Your objective
Show each line of the data below that has the string "command" in it.

+ + + + + + +

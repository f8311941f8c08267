//! Security utilities: path traversal guards, the tool allow/deny policy,
//! and session-id validation for filesystem use.

use std::path::{Path, PathBuf};

use anyhow::{bail, Result};

use crate::config::SecurityConfig;

/// Validate that `relative_path` resolves inside `base_dir` with no
/// traversal, and return the normalized absolute path.
pub fn safe_path(base_dir: &Path, relative_path: &Path) -> Result<PathBuf> {
    if relative_path.is_absolute() {
        bail!("path traversal: absolute path not allowed: {}", relative_path.display());
    }

    let joined = base_dir.join(relative_path);
    let normalized = normalize_path(&joined);

    let base_normalized = normalize_path(base_dir);
    if !normalized.starts_with(&base_normalized) {
        bail!(
            "path traversal: {} escapes base directory {}",
            relative_path.display(),
            base_dir.display()
        );
    }

    Ok(normalized)
}

/// Resolve `.`/`..` components without requiring the path to exist.
pub fn normalize_path(path: &Path) -> PathBuf {
    let mut components = Vec::new();
    for component in path.components() {
        use std::path::Component::*;
        match component {
            ParentDir => {
                if matches!(components.last(), Some(Normal(_))) {
                    components.pop();
                }
            }
            CurDir => {}
            other => components.push(other),
        }
    }
    components.iter().collect()
}

/// Check a tool invocation against the configured allow/deny policy.
///
/// 1. `denied_tools` always blocks.
/// 2. A non-empty `allowed_tools` becomes a strict allowlist.
/// 3. For the `bash` tool, a command touching a `denied_paths` entry is
///    blocked regardless of the above.
pub fn check_tool_call(tool_name: &str, tool_input: &str, config: &SecurityConfig) -> Result<()> {
    let tool_lower = tool_name.to_lowercase();

    if config.denied_tools.iter().any(|t| t.to_lowercase() == tool_lower) {
        bail!("tool_denied: '{tool_name}' is in the security.denied_tools list");
    }

    if !config.allowed_tools.is_empty() && !config.allowed_tools.iter().any(|t| t.to_lowercase() == tool_lower) {
        bail!("tool_not_allowed: '{tool_name}' is not in the security.allowed_tools list");
    }

    if tool_lower == "bash" {
        for denied_path in &config.denied_paths {
            let expanded = expand_home(denied_path);
            if tool_input.starts_with(&expanded) || tool_input.contains(&expanded) {
                bail!("tool_path_denied: bash command touches denied path '{denied_path}'");
            }
        }
    }

    Ok(())
}

fn expand_home(path: &str) -> String {
    if let Some(rest) = path.strip_prefix("~/") {
        let home = std::env::var("HOME").or_else(|_| std::env::var("USERPROFILE")).unwrap_or_default();
        if !home.is_empty() {
            return format!("{home}/{rest}");
        }
    }
    path.to_string()
}

/// Redact long base64/hex-alphabet runs (likely API keys or tokens) from
/// tool input before it reaches the audit log.
pub fn sanitize_tool_input(input: &str) -> String {
    let chars: Vec<char> = input.chars().collect();
    let mut result = String::with_capacity(input.len());
    let mut i = 0;
    while i < chars.len() {
        let mut j = i;
        while j < chars.len() && (chars[j].is_ascii_alphanumeric() || chars[j] == '+' || chars[j] == '/') {
            j += 1;
        }
        let run = j - i;
        if run >= 40 {
            result.push_str("[REDACTED]");
            i = j;
        } else {
            result.push(chars[i]);
            i += 1;
        }
    }
    result
}

/// Validate a session id for safe use as a filename component: non-empty,
/// bounded length, and free of path separators, `..`, and control
/// characters. Session ids in this gateway are deterministic channel-
/// identity slugs (`drost:telegram:workspace:chat-123`), not UUIDs, so this
/// is a character-class check rather than a fixed-format one.
pub fn validate_session_id(id: &str) -> Result<()> {
    if id.is_empty() {
        bail!("invalid_session: session id must not be empty");
    }
    if id.len() > 512 {
        bail!("invalid_session: session id exceeds maximum length of 512");
    }
    if id.contains("..") {
        bail!("invalid_session: session id must not contain '..'");
    }
    for c in id.chars() {
        if c == '/' || c == '\\' || c == '\0' || c.is_control() {
            bail!("invalid_session: session id contains an illegal character");
        }
    }
    Ok(())
}

#[cfg(test)]
mod tests {
    use super::*;

    #[test]
    fn safe_path_allows_nested_relative_path() {
        let base = Path::new("/repo");
        let result = safe_path(base, Path::new("src/main.rs")).unwrap();
        assert_eq!(result, PathBuf::from("/repo/src/main.rs"));
    }

    #[test]
    fn safe_path_rejects_traversal_above_base() {
        let base = Path::new("/repo");
        assert!(safe_path(base, Path::new("../../etc/passwd")).is_err());
    }

    #[test]
    fn safe_path_rejects_absolute_input() {
        let base = Path::new("/repo");
        assert!(safe_path(base, Path::new("/etc/passwd")).is_err());
    }

    #[test]
    fn check_tool_call_blocks_denied_tool() {
        let config = SecurityConfig { denied_tools: vec!["bash".to_string()], allowed_tools: vec![], denied_paths: vec![] };
        assert!(check_tool_call("bash", "ls", &config).is_err());
    }

    #[test]
    fn check_tool_call_enforces_nonempty_allowlist() {
        let config = SecurityConfig { denied_tools: vec![], allowed_tools: vec!["read_file".to_string()], denied_paths: vec![] };
        assert!(check_tool_call("read_file", "a.txt", &config).is_ok());
        assert!(check_tool_call("shell", "ls", &config).is_err());
    }

    #[test]
    fn check_tool_call_blocks_bash_touching_denied_path() {
        let config = SecurityConfig { denied_tools: vec![], allowed_tools: vec![], denied_paths: vec!["/etc".to_string()] };
        assert!(check_tool_call("bash", "cat /etc/shadow", &config).is_err());
    }

    #[test]
    fn sanitize_tool_input_redacts_long_token_runs() {
        let token = "a".repeat(50);
        let input = format!("here is a key: {token}");
        let sanitized = sanitize_tool_input(&input);
        assert!(sanitized.contains("[REDACTED]"));
        assert!(!sanitized.contains(&token));
    }

    #[test]
    fn validate_session_id_rejects_path_separators() {
        assert!(validate_session_id("drost:telegram:global:../etc").is_err());
        assert!(validate_session_id("drost/telegram").is_err());
        assert!(validate_session_id("drost:telegram:global:chat-1").is_ok());
    }
}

+ + + + + + +

Problem solution
/// 3. For the `bash` tool, a command touching a `denied_paths` entry is
                bail!("tool_path_denied: bash command touches denied path '{denied_path}'");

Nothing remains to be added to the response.